## [What you need to do]
Given the records below, would you repeat exactly the lines that begin at the one containing "pub mod error;" and end at the one containing "a DOM container.", inclusive?

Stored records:
========================================

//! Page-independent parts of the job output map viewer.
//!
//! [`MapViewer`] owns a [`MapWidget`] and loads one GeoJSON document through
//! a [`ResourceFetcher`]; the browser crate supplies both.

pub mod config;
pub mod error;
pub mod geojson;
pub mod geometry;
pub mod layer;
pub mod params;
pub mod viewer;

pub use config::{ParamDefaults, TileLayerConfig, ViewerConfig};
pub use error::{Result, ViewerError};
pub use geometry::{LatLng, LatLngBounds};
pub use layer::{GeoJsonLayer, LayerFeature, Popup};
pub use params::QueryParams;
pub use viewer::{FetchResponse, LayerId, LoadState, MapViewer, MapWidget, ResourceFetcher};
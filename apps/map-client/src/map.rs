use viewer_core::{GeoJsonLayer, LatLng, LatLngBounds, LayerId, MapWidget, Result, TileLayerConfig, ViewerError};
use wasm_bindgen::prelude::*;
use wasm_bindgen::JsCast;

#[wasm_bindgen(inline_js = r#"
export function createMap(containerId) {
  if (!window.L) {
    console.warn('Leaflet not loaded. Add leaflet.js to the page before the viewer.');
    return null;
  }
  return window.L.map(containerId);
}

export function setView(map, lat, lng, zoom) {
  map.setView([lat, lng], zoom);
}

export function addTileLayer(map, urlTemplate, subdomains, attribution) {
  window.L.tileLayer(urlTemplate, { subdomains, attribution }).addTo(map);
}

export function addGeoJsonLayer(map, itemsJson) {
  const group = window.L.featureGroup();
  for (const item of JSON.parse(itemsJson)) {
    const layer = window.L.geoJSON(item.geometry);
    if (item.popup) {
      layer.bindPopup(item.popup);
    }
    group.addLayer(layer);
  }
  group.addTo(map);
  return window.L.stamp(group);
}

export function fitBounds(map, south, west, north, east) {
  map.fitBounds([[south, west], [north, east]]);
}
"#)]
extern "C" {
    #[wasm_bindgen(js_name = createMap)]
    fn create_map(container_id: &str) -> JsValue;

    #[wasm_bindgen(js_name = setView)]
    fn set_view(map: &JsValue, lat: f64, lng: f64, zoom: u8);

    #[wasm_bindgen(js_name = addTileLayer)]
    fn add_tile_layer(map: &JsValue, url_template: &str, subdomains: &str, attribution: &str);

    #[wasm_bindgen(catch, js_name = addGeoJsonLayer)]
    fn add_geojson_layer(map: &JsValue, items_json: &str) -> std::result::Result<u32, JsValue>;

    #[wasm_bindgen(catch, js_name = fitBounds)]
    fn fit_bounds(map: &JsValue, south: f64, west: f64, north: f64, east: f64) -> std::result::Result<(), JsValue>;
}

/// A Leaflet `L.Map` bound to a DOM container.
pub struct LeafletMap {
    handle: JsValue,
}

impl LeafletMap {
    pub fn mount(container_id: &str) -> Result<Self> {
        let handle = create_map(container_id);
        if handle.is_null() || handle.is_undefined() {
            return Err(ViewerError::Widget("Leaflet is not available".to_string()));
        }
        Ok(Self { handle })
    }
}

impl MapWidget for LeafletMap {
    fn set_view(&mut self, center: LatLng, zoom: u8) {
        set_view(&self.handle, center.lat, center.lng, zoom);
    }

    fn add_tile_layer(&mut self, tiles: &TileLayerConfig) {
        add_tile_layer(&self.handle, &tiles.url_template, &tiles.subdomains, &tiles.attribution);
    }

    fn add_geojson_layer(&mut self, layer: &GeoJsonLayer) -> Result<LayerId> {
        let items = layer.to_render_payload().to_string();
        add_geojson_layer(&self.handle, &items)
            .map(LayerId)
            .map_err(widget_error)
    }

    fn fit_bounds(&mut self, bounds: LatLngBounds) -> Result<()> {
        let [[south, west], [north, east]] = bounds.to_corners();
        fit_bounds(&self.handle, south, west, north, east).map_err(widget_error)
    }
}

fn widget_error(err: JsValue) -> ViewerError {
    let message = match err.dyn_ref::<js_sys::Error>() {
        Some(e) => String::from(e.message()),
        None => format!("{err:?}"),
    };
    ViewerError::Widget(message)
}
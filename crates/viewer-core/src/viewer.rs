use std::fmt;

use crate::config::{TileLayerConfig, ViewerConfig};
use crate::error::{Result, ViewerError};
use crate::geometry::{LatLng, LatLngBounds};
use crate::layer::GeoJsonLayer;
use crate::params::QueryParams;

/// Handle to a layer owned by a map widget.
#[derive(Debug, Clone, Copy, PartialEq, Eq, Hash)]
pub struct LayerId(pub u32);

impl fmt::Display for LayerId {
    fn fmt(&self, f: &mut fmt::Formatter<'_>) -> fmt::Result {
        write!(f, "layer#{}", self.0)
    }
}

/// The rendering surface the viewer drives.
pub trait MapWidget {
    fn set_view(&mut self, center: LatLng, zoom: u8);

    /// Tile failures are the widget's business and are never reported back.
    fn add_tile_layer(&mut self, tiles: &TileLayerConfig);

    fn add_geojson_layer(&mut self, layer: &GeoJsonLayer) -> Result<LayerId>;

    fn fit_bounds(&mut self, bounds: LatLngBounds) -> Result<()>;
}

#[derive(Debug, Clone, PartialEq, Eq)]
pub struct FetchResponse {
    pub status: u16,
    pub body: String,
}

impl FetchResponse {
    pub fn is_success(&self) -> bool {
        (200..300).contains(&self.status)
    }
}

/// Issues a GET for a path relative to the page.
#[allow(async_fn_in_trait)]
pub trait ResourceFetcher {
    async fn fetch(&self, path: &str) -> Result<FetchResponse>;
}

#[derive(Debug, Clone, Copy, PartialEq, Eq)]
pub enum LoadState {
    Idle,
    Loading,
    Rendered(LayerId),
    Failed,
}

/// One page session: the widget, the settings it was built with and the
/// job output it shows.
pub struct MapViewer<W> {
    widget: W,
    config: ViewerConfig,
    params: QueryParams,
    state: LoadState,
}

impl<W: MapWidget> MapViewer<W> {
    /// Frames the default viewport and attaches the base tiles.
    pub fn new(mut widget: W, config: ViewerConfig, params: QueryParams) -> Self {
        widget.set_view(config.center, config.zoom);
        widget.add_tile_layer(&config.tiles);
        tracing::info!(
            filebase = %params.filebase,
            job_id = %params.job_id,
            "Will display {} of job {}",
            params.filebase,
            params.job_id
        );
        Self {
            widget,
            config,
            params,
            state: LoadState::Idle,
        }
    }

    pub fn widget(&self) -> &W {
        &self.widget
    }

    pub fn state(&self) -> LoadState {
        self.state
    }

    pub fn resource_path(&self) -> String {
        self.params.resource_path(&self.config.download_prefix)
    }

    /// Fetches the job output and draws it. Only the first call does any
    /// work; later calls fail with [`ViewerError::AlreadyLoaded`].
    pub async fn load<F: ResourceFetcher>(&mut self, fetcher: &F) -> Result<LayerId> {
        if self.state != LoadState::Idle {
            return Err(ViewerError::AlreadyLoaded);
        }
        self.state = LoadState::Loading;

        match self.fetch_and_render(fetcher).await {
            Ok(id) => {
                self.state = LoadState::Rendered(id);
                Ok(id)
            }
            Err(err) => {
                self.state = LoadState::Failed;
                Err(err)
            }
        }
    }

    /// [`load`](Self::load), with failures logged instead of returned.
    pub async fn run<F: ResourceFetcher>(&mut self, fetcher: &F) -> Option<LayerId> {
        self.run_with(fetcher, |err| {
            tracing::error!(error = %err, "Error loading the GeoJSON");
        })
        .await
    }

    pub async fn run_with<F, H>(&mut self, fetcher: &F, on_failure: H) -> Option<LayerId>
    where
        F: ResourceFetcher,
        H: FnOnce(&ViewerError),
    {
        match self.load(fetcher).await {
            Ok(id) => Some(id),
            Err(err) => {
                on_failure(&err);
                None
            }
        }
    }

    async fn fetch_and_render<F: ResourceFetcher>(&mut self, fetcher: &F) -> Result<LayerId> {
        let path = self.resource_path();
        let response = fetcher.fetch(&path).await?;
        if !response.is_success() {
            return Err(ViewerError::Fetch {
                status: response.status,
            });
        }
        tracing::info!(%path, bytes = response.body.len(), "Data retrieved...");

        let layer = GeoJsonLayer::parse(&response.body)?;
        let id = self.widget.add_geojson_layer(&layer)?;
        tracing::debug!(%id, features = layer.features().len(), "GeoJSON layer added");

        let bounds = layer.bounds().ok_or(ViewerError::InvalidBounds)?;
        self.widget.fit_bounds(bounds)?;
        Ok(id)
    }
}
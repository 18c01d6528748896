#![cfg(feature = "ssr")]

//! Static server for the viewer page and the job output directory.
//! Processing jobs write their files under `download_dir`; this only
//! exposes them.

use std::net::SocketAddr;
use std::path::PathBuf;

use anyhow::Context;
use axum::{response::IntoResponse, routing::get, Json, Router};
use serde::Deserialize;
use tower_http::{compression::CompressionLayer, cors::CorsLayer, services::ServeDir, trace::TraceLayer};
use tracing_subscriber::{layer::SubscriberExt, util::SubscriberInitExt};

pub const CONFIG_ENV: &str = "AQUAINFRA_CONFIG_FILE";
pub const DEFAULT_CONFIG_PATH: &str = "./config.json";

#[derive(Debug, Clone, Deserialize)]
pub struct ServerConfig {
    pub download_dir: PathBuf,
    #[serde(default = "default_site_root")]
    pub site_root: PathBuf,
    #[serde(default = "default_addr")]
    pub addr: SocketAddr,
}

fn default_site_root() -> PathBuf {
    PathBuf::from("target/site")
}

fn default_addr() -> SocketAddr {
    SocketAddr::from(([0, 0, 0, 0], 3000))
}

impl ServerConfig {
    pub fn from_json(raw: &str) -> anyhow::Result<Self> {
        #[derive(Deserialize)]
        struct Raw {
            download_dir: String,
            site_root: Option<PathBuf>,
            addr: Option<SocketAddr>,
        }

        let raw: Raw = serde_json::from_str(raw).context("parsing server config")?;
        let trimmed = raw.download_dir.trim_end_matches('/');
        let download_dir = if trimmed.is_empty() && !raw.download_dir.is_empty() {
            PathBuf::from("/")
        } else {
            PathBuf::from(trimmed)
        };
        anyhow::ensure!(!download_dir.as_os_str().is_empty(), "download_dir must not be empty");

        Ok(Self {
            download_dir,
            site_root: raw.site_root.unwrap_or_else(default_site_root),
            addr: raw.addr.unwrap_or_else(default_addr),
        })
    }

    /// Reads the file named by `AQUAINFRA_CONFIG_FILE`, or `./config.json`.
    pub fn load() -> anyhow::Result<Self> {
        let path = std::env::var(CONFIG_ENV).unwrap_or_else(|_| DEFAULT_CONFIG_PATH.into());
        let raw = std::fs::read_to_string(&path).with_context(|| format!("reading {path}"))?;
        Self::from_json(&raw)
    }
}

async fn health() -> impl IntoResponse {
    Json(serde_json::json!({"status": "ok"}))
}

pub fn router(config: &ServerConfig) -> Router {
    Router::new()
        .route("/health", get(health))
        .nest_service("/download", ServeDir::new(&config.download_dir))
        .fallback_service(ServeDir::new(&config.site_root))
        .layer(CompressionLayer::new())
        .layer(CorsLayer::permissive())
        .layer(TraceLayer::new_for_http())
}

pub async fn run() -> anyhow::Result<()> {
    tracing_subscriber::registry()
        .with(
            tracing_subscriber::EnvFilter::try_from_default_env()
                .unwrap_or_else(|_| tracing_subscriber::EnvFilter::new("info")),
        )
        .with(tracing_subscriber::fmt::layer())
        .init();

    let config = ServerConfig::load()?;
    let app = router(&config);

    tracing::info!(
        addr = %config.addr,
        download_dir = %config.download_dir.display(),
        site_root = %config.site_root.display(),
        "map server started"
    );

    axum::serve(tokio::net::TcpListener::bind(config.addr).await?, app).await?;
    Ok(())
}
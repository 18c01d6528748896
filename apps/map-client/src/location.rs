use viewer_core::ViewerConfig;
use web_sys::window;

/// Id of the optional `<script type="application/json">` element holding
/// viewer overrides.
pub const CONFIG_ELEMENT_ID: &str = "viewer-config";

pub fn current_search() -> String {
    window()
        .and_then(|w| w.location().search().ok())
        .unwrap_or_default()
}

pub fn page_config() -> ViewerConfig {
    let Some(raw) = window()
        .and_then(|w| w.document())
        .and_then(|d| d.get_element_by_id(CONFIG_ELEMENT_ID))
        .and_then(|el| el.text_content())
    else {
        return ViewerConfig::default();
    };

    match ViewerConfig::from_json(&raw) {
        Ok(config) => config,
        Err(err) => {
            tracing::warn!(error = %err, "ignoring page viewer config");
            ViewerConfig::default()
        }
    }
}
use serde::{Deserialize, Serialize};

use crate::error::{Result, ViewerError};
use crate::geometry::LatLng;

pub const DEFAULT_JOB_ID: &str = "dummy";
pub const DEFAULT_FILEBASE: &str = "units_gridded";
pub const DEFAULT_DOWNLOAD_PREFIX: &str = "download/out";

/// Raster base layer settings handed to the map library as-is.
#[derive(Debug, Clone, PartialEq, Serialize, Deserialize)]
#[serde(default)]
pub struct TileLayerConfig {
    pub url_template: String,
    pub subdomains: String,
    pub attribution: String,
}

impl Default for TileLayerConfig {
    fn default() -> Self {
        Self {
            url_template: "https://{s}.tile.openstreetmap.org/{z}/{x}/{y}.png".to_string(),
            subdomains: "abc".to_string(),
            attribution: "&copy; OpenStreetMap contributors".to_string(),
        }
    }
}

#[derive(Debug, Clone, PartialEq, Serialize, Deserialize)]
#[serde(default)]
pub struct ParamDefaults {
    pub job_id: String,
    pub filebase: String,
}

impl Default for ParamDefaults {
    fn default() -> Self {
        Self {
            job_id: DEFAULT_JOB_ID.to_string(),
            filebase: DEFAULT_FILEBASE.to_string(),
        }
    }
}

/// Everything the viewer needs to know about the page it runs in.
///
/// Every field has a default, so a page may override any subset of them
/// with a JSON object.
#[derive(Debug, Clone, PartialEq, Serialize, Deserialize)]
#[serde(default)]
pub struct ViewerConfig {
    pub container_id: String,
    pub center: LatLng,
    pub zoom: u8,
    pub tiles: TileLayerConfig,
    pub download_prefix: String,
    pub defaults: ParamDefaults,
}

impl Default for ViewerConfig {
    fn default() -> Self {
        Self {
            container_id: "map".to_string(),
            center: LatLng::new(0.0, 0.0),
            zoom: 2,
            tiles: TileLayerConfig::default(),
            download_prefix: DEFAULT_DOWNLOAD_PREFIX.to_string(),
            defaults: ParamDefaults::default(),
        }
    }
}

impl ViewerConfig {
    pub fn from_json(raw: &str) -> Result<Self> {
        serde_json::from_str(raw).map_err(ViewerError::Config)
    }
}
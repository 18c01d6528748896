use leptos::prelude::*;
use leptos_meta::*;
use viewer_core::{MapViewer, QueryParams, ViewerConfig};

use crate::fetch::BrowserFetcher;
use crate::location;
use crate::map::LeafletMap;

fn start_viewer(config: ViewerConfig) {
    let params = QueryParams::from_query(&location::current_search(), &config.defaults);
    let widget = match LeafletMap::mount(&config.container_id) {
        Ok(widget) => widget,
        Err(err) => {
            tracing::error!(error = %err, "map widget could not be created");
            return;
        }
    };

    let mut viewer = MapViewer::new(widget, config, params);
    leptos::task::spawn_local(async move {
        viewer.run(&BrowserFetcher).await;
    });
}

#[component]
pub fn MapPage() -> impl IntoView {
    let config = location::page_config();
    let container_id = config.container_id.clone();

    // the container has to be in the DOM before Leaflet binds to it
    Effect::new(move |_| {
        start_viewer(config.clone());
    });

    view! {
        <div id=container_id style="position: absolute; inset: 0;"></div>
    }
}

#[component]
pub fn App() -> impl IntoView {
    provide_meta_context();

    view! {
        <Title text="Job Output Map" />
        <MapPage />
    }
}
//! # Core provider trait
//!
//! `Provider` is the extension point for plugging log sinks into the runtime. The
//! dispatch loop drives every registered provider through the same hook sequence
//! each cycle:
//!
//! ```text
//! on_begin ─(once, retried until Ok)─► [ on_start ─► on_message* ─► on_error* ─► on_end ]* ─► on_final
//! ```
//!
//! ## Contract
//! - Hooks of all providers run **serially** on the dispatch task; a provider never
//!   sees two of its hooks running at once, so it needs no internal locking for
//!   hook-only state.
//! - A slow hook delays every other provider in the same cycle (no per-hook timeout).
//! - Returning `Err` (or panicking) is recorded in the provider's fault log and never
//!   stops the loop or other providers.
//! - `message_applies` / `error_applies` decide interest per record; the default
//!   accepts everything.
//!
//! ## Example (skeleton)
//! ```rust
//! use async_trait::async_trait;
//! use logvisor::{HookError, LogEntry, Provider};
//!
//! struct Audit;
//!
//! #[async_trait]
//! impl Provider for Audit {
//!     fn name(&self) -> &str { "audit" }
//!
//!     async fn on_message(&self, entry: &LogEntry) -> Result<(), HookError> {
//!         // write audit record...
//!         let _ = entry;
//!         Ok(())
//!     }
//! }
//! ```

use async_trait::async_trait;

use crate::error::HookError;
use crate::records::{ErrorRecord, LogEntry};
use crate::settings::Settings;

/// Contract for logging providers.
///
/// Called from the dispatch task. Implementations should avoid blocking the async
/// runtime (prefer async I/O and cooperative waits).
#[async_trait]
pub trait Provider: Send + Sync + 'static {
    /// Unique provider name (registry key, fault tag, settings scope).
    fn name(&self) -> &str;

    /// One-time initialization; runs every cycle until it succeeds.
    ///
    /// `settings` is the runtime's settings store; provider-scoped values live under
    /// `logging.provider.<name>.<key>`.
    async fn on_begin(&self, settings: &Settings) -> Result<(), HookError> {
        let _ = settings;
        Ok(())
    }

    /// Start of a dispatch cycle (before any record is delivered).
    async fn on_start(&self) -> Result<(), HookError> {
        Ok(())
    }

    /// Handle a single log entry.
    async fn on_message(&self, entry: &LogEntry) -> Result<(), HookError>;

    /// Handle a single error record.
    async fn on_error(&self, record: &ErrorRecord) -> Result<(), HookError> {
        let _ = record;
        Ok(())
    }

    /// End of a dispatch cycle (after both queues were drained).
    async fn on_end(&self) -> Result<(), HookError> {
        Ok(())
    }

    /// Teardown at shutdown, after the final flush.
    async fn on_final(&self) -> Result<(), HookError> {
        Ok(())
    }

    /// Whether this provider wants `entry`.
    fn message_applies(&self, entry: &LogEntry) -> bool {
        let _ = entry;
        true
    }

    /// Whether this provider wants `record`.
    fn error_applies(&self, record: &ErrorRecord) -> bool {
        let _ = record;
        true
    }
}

========================================

## [Exercise answer]
pub mod error;
pub mod geojson;
pub mod geometry;
pub mod layer;
pub mod params;
pub mod viewer;

pub use config::{ParamDefaults, TileLayerConfig, ViewerConfig};
pub use error::{Result, ViewerError};
pub use geometry::{LatLng, LatLngBounds};
pub use layer::{GeoJsonLayer, LayerFeature, Popup};
pub use params::QueryParams;
pub use viewer::{FetchResponse, LayerId, LoadState, MapViewer, MapWidget, ResourceFetcher};
filename apps/map-client/src/map.rs
use viewer_core::{GeoJsonLayer, LatLng, LatLngBounds, LayerId, MapWidget, Result, TileLayerConfig, ViewerError};
use wasm_bindgen::prelude::*;
use wasm_bindgen::JsCast;

#[wasm_bindgen(inline_js = r#"
export function createMap(containerId) {
  if (!window.L) {
    console.warn('Leaflet not loaded. Add leaflet.js to the page before the viewer.');
    return null;
  }
  return window.L.map(containerId);
}

export function setView(map, lat, lng, zoom) {
  map.setView([lat, lng], zoom);
}

export function addTileLayer(map, urlTemplate, subdomains, attribution) {
  window.L.tileLayer(urlTemplate, { subdomains, attribution }).addTo(map);
}

export function addGeoJsonLayer(map, itemsJson) {
  const group = window.L.featureGroup();
  for (const item of JSON.parse(itemsJson)) {
    const layer = window.L.geoJSON(item.geometry);
    if (item.popup) {
      layer.bindPopup(item.popup);
    }
    group.addLayer(layer);
  }
  group.addTo(map);
  return window.L.stamp(group);
}

export function fitBounds(map, south, west, north, east) {
  map.fitBounds([[south, west], [north, east]]);
}
"#)]
extern "C" {
    #[wasm_bindgen(js_name = createMap)]
    fn create_map(container_id: &str) -> JsValue;

    #[wasm_bindgen(js_name = setView)]
    fn set_view(map: &JsValue, lat: f64, lng: f64, zoom: u8);

    #[wasm_bindgen(js_name = addTileLayer)]
    fn add_tile_layer(map: &JsValue, url_template: &str, subdomains: &str, attribution: &str);

    #[wasm_bindgen(catch, js_name = addGeoJsonLayer)]
    fn add_geojson_layer(map: &JsValue, items_json: &str) -> std::result::Result<u32, JsValue>;

    #[wasm_bindgen(catch, js_name = fitBounds)]
    fn fit_bounds(map: &JsValue, south: f64, west: f64, north: f64, east: f64) -> std::result::Result<(), JsValue>;
}

/// A Leaflet `L.Map` bound to a DOM container.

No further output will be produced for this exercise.